[Exercise] Word for word, return the lines from the top of the listing to the line containing "secrets, resolve the", both ends included, and no others.

########

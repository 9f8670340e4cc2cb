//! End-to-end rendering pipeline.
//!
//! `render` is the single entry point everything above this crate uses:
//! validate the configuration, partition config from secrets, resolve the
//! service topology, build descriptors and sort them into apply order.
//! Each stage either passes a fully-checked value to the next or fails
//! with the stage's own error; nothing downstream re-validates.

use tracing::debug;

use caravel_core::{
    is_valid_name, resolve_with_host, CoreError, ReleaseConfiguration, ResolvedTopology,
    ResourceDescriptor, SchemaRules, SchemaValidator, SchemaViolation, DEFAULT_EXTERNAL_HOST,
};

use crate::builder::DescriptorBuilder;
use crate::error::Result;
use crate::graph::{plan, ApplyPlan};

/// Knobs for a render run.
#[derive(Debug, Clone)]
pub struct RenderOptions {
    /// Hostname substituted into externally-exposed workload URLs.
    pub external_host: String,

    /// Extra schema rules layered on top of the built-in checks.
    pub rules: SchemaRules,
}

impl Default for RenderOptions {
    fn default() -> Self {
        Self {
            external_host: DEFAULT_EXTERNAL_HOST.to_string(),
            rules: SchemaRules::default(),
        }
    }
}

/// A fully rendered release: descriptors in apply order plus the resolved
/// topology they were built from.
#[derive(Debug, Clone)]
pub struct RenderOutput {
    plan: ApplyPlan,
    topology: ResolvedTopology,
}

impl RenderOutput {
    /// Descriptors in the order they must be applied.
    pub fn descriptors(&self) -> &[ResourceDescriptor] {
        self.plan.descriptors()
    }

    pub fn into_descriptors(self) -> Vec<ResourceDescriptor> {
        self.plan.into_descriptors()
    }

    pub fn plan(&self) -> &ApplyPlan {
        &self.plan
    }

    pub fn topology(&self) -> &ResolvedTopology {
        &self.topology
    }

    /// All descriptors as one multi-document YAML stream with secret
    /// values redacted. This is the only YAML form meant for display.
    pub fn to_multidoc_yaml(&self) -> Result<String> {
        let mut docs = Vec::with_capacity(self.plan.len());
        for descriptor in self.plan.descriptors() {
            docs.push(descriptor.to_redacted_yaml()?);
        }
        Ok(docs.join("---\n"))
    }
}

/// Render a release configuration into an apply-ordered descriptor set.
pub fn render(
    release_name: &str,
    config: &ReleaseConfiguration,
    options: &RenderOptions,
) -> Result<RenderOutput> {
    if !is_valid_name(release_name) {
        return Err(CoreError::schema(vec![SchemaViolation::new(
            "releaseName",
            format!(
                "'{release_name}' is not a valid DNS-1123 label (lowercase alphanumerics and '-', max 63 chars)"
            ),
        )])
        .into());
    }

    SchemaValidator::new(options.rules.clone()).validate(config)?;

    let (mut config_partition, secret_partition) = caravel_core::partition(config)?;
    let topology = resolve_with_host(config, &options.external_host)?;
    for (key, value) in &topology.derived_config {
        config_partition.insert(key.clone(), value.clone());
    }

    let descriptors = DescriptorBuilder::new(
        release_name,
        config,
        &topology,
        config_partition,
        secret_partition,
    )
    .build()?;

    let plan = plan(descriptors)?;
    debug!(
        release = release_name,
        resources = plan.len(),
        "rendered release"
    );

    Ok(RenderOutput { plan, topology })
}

########

[Written solution]
repository 9f8670340e4cc2cb
//! End-to-end rendering pipeline.
//!
//! `render` is the single entry point everything above this crate uses:
//! validate the configuration, partition config from secrets, resolve the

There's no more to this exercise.